Now, im really not sure about the 12CU on RMB because i dont think you can feed that with just 128bit LPDDR5.
 

LightningZ71

Golden Member
Mar 10, 2017
1,627
1,898
136
12CU of RDNA2 should do just fine with 128bit LPDDR5. RDNA2 has significantly better memory compression and bandwidth management than VEGA does. The DDR5 implementation should give at least 50% more effective bandwidth, and, the bandwidth needed per CU per Mhz should actually decrease.
 

uzzi38

Platinum Member
Oct 16, 2019
2,565
5,574
146
12CU of RDNA2 should do just fine with 128bit LPDDR5. RDNA2 has significantly better memory compression and bandwidth management than VEGA does. The DDR5 implementation should give at least 50% more effective bandwidth, and, the bandwidth needed per CU per Mhz should actually decrease.

Assuming LPDDR5-5500 you get ~30% extra memory bandwidth over LPDDR4X. On top of that, the 5700XT performs ~25% better than the Vega64 with ~10% less bandwidth (or alternatively, comparing the equally performing 5600XT vs the Vega64 and you're looking at ~40% lower bandwidth). Just combining those numbers gets you the ~80% greater performance I mentionned before.
 

Thunder 57

Platinum Member
Aug 19, 2007
2,647
3,706
136
Vega 8 IS too small, i was the only one to point that out when they downgraded the IGP on Renoir, not sure why it was needed for Intel to actually come up with a decent IGP in order to see it.

Now, im really not sure about the 12CU on RMB because i dont think you can feed that with just 128bit LPDDR5.

And I still think you are wrong. One of they key wins of Renoir was having up to 8 cores. If that means cutting 3 CU's, so be it. with the increase in frequency, performance was basically a wash anyway.
 

Thala

Golden Member
Nov 12, 2014
1,355
653
136
I agree. Based on the numbers I cannot conclude Iris Xe is very memory bandwidth bound.
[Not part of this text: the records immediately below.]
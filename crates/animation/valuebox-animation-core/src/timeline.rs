//! Single-shot interpolation of a position over a fixed duration.
//!
//! A `Timeline` is pure state: it is advanced with host timestamps, computes
//! progress from the elapsed time (not from frame counts), and therefore lands
//! exactly on `end` however late or irregular the frames are.

use nalgebra::Vector3;
use std::fmt;
use std::time::Duration;

use crate::clock::Timestamp;
use crate::easing::Easing;
use crate::error::TimelineError;
use crate::ids::TimelineId;

/// Callback fired once with the end value when a timeline completes.
pub type CompletionFn = Box<dyn FnOnce(Vector3<f32>) + Send + Sync>;

#[derive(Copy, Clone, Debug, PartialEq, Eq, Hash)]
pub enum TimelineState {
    Running,
    Completed,
    Cancelled,
}

impl TimelineState {
    #[inline]
    pub fn is_terminal(self) -> bool {
        !matches!(self, TimelineState::Running)
    }
}

#[inline]
pub fn lerp_vec3(a: &Vector3<f32>, b: &Vector3<f32>, t: f32) -> Vector3<f32> {
    a + (b - a) * t
}

pub struct Timeline {
    id: TimelineId,
    start: Vector3<f32>,
    end: Vector3<f32>,
    start_time: Timestamp,
    duration: Duration,
    easing: Easing,
    on_complete: Option<CompletionFn>,
    state: TimelineState,
    progress: f32,
    last_value: Vector3<f32>,
}

impl fmt::Debug for Timeline {
    fn fmt(&self, f: &mut fmt::Formatter<'_>) -> fmt::Result {
        f.debug_struct("Timeline")
            .field("id", &self.id)
            .field("start", &self.start)
            .field("end", &self.end)
            .field("start_time", &self.start_time)
            .field("duration", &self.duration)
            .field("easing", &self.easing)
            .field("state", &self.state)
            .field("progress", &self.progress)
            .field("has_on_complete", &self.on_complete.is_some())
            .finish()
    }
}

impl Timeline {
    /// Create a running timeline. `duration` must be non-zero.
    pub fn new(
        id: TimelineId,
        start: Vector3<f32>,
        end: Vector3<f32>,
        start_time: Timestamp,
        duration: Duration,
        easing: Easing,
    ) -> Result<Self, TimelineError> {
        if duration.is_zero() {
            return Err(TimelineError::InvalidDuration { duration });
        }
        Ok(Self {
            id,
            start,
            end,
            start_time,
            duration,
            easing,
            on_complete: None,
            state: TimelineState::Running,
            progress: 0.0,
            last_value: start,
        })
    }

    /// Attach the completion callback, replacing any previous one.
    pub fn with_on_complete<F>(mut self, on_complete: F) -> Self
    where
        F: FnOnce(Vector3<f32>) + Send + Sync + 'static,
    {
        self.on_complete = Some(Box::new(on_complete));
        self
    }

    pub fn id(&self) -> TimelineId {
        self.id
    }

    pub fn start(&self) -> Vector3<f32> {
        self.start
    }

    pub fn end(&self) -> Vector3<f32> {
        self.end
    }

    pub fn start_time(&self) -> Timestamp {
        self.start_time
    }

    pub fn duration(&self) -> Duration {
        self.duration
    }

    pub fn easing(&self) -> Easing {
        self.easing
    }

    pub fn state(&self) -> TimelineState {
        self.state
    }

    pub fn is_finished(&self) -> bool {
        self.state.is_terminal()
    }

    /// Linear progress in [0, 1] reached by the latest `advance`.
    pub fn progress(&self) -> f32 {
        self.progress
    }

    /// Value produced by the latest `advance` (the start value before the first).
    pub fn current(&self) -> Vector3<f32> {
        self.last_value
    }

    /// Pure sample of the curve at linear progress `t`, without touching state.
    pub fn sample(&self, t: f32) -> Vector3<f32> {
        lerp_vec3(&self.start, &self.end, self.easing.apply(t))
    }

    /// Progress the timeline to `now` and return the interpolated value.
    ///
    /// Progress is derived from `now - start_time` and clamped to [0, 1]; it
    /// never moves backwards, even if `now` does. The frame that reaches 1
    /// completes the timeline and runs the completion callback before
    /// returning `end`. Later calls return `end` (or the last value, once
    /// cancelled) without side effects.
    pub fn advance(&mut self, now: Timestamp) -> Vector3<f32> {
        match self.state {
            TimelineState::Completed => return self.end,
            TimelineState::Cancelled => return self.last_value,
            TimelineState::Running => {}
        }

        let elapsed = now.saturating_duration_since(self.start_time);
        let ratio = elapsed.as_secs_f64() / self.duration.as_secs_f64();
        let progress = (ratio.clamp(0.0, 1.0) as f32).max(self.progress);

        if progress >= 1.0 {
            self.progress = 1.0;
            self.last_value = self.end;
            self.state = TimelineState::Completed;
            if let Some(on_complete) = self.on_complete.take() {
                on_complete(self.end);
            }
            return self.end;
        }

        self.progress = progress;
        self.last_value = self.sample(progress);
        self.last_value
    }

    /// Stop a running timeline. The completion callback is dropped without
    /// being called. Terminal timelines are left untouched.
    pub fn cancel(&mut self) {
        if self.state == TimelineState::Running {
            self.state = TimelineState::Cancelled;
            self.on_complete = None;
            log::debug!("timeline {:?} cancelled at progress {}", self.id, self.progress);
        }
    }
}

#[cfg(test)]
mod tests {
    use super::*;
    use approx::assert_relative_eq;
    use std::sync::atomic::{AtomicU32, Ordering};
    use std::sync::Arc;

    fn mk(duration_ms: u64) -> Timeline {
        Timeline::new(
            TimelineId(0),
            Vector3::new(0.0, 5.0, 0.0),
            Vector3::new(-3.5, 0.3, 0.0),
            Timestamp::from_millis(1_000),
            Duration::from_millis(duration_ms),
            Easing::EaseInOutQuad,
        )
        .unwrap()
    }

    #[test]
    fn zero_duration_is_rejected() {
        let err = Timeline::new(
            TimelineId(0),
            Vector3::zeros(),
            Vector3::zeros(),
            Timestamp::ZERO,
            Duration::ZERO,
            Easing::Linear,
        )
        .unwrap_err();
        assert_eq!(
            err,
            TimelineError::InvalidDuration {
                duration: Duration::ZERO
            }
        );
    }

    #[test]
    fn midpoint_uses_easing() {
        let mut tl = mk(1_000);
        let v = tl.advance(Timestamp::from_millis(1_250));
        // ease-in-out-quad(0.25) = 0.125
        assert_relative_eq!(v, tl.sample(0.25), epsilon = 1e-6);
        assert_relative_eq!(v.y, 5.0 + (0.3 - 5.0) * 0.125, epsilon = 1e-5);
        assert_eq!(tl.state(), TimelineState::Running);
    }

    #[test]
    fn before_start_time_is_progress_zero() {
        let mut tl = mk(1_000);
        let v = tl.advance(Timestamp::from_millis(10));
        assert_eq!(v, tl.start());
        assert_eq!(tl.progress(), 0.0);
    }

    #[test]
    fn late_frame_lands_exactly_on_end_and_fires_once() {
        let fired = Arc::new(AtomicU32::new(0));
        let counter = fired.clone();
        let mut tl = mk(1_000).with_on_complete(move |end| {
            assert_eq!(end, Vector3::new(-3.5, 0.3, 0.0));
            counter.fetch_add(1, Ordering::SeqCst);
        });
        let v = tl.advance(Timestamp::from_millis(9_000));
        assert_eq!(v, tl.end());
        assert_eq!(tl.state(), TimelineState::Completed);
        assert_eq!(tl.advance(Timestamp::from_millis(10_000)), tl.end());
        assert_eq!(fired.load(Ordering::SeqCst), 1);
    }

    #[test]
    fn cancel_suppresses_completion() {
        let fired = Arc::new(AtomicU32::new(0));
        let counter = fired.clone();
        let mut tl = mk(1_000).with_on_complete(move |_| {
            counter.fetch_add(1, Ordering::SeqCst);
        });
        let mid = tl.advance(Timestamp::from_millis(1_500));
        tl.cancel();
        assert_eq!(tl.state(), TimelineState::Cancelled);
        assert_eq!(tl.advance(Timestamp::from_millis(5_000)), mid);
        assert_eq!(fired.load(Ordering::SeqCst), 0);
    }

    #[test]
    fn cancel_after_completion_is_ignored() {
        let mut tl = mk(10);
        tl.advance(Timestamp::from_millis(2_000));
        tl.cancel();
        assert_eq!(tl.state(), TimelineState::Completed);
    }

    #[test]
    fn progress_does_not_regress_when_time_goes_back() {
        let mut tl = mk(1_000);
        tl.advance(Timestamp::from_millis(1_600));
        let p = tl.progress();
        tl.advance(Timestamp::from_millis(1_100));
        assert_eq!(tl.progress(), p);
    }
}
//! Easing curves.
//!
//! Every curve maps [0, 1] onto [0, 1], fixes both endpoints and is
//! monotonically non-decreasing, so eased motion never overshoots its target.

use serde::{Deserialize, Serialize};

#[derive(Clone, Copy, Debug, Default, PartialEq, Eq, Hash, Serialize, Deserialize)]
#[serde(rename_all = "kebab-case")]
pub enum Easing {
    Linear,
    EaseInQuad,
    EaseOutQuad,
    #[default]
    EaseInOutQuad,
    EaseInCubic,
    EaseOutCubic,
    EaseInOutCubic,
    SmoothStep,
}

impl Easing {
    pub const ALL: [Easing; 8] = [
        Easing::Linear,
        Easing::EaseInQuad,
        Easing::EaseOutQuad,
        Easing::EaseInOutQuad,
        Easing::EaseInCubic,
        Easing::EaseOutCubic,
        Easing::EaseInOutCubic,
        Easing::SmoothStep,
    ];

    /// Eased progress for linear progress `t`. Input is clamped to [0, 1];
    /// NaN is treated as 0.
    pub fn apply(self, t: f32) -> f32 {
        let t = if t.is_nan() { 0.0 } else { t.clamp(0.0, 1.0) };
        let eased = match self {
            Easing::Linear => t,
            Easing::EaseInQuad => t * t,
            Easing::EaseOutQuad => t * (2.0 - t),
            Easing::EaseInOutQuad => {
                if t < 0.5 {
                    2.0 * t * t
                } else {
                    -1.0 + (4.0 - 2.0 * t) * t
                }
            }
            Easing::EaseInCubic => t * t * t,
            Easing::EaseOutCubic => 1.0 - (1.0 - t).powi(3),
            Easing::EaseInOutCubic => {
                if t < 0.5 {
                    4.0 * t * t * t
                } else {
                    1.0 - (-2.0 * t + 2.0).powi(3) / 2.0
                }
            }
            Easing::SmoothStep => t * t * (3.0 - 2.0 * t),
        };
        // Rounding near the endpoints can leave the range by an ulp.
        eased.clamp(0.0, 1.0)
    }
}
They were at one point, with the 40EU Iris versions using Gen 8 graphics without eDRAM. But ever since Gen 9 it wasn't really sensitive.

The 28W DDR4 significantly outperforms the 15W LPDDR4X, yet the 28W LPDDR4X isn't much faster.

Also the consensus is that the Iris Xe fares significantly better against Vega 8 at 28W then it does at 15W. At 15W it just falls behind, while at 28W it can be noticeably faster.

Possibilities:
-Vega 8 is too small so it has little room to stretch with extra TDP
-Intel CPU cores are power hungry and takes away budget from the GPU
-Tigerlake's design point is at 25W+
-Xe scales more linearly with extra resources

Alderlake can improve on #2, #1 means 12 CU or more on Remembrandt will be awesome, #4 means dGPU may not be terrible.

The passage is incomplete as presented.